* [What this task involves]: Go through the listing below and state how many of its lines include "iter". Write only that number.

* [Information provided]:
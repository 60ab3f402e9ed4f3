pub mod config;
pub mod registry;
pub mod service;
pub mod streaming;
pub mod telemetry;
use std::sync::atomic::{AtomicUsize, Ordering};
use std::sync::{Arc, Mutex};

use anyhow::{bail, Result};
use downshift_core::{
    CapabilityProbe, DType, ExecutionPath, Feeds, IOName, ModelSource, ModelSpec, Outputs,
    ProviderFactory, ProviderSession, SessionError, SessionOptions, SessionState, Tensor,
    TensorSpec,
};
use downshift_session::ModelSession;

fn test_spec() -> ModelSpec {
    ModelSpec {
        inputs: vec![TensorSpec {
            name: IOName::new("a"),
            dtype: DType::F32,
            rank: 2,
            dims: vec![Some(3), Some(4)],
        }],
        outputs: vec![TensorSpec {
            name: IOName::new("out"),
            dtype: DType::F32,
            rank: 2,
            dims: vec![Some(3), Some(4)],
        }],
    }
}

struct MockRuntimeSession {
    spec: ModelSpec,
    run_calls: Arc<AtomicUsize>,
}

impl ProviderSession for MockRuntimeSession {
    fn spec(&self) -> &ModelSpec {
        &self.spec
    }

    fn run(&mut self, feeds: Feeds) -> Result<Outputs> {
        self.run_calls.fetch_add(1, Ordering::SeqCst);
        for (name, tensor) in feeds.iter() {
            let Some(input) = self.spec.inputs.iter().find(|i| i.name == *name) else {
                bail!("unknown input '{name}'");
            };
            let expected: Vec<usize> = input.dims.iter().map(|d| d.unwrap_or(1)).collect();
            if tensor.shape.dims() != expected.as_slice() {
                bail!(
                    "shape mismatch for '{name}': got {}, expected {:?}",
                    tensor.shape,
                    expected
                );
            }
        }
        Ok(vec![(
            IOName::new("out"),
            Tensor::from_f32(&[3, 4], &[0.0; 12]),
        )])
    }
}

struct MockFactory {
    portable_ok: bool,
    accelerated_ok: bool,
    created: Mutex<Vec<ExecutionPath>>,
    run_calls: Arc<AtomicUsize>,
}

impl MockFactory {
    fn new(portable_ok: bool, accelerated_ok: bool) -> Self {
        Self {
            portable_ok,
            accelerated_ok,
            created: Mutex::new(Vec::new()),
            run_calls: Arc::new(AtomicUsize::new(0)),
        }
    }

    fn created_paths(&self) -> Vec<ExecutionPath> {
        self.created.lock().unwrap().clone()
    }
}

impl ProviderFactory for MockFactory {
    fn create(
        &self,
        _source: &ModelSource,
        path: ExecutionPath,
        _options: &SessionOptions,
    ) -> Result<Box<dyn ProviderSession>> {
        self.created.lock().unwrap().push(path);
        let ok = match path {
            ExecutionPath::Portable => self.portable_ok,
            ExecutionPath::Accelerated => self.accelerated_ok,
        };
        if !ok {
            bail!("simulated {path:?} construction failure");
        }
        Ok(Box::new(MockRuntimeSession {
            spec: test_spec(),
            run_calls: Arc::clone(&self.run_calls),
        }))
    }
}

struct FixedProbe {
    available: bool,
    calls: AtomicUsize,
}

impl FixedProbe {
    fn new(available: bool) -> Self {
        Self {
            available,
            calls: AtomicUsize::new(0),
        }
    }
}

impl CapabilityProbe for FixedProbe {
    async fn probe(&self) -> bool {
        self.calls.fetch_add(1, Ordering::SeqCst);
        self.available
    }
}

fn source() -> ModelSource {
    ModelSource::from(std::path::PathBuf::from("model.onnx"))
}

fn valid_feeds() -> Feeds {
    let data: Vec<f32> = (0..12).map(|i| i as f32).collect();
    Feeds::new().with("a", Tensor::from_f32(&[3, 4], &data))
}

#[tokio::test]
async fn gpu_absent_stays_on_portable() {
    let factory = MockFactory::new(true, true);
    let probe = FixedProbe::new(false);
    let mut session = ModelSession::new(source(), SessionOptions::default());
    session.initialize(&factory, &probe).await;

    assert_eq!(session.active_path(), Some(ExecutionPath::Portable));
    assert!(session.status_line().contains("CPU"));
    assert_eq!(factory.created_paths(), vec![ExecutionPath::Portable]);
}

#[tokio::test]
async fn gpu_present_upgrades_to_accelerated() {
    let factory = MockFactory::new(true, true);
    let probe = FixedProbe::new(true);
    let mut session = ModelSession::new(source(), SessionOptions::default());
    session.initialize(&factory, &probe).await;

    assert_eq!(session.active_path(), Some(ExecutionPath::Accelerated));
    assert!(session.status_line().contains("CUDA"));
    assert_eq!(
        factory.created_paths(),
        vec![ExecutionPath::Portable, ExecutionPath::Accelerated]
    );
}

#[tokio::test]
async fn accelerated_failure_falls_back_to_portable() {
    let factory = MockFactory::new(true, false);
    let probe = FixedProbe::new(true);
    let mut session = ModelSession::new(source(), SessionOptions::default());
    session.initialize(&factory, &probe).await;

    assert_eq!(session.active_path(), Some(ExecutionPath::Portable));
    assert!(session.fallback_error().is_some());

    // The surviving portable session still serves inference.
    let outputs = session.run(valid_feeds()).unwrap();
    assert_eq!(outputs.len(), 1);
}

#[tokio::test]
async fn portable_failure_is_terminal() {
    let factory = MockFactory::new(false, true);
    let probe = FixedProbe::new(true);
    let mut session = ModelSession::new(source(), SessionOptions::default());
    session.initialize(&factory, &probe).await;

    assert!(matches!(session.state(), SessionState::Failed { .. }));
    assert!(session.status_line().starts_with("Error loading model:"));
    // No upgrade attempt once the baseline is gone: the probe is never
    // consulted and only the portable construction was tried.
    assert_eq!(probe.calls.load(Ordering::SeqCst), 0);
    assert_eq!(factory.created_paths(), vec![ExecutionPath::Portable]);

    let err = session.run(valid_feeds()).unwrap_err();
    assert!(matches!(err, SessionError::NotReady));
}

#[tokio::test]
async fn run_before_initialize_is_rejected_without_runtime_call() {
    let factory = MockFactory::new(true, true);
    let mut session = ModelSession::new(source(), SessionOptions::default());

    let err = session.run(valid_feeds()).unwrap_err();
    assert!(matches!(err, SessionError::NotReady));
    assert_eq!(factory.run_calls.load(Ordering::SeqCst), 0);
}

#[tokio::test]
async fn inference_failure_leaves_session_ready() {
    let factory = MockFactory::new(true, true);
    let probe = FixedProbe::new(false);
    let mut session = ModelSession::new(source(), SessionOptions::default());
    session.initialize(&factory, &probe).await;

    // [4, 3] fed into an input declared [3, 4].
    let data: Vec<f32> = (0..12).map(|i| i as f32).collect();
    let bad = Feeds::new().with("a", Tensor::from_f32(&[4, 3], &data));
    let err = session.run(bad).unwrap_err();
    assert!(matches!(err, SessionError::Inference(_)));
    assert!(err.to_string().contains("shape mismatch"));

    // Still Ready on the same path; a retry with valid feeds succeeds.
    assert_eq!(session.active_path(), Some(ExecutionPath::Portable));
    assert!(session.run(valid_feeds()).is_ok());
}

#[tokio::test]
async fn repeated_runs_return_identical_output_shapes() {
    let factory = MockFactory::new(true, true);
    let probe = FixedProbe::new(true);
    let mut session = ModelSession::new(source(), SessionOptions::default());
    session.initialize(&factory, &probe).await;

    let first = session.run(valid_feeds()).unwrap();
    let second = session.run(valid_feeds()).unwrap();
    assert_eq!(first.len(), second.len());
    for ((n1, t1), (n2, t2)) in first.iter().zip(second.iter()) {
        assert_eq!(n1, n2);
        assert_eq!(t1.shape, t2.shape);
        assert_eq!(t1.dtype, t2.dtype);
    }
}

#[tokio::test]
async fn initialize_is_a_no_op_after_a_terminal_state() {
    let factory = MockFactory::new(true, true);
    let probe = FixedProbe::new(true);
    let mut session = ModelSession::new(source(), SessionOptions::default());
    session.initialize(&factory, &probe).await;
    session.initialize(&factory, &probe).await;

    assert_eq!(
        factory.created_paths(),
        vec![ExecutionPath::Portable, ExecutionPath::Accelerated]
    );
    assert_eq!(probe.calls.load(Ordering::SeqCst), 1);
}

* [Result]: 4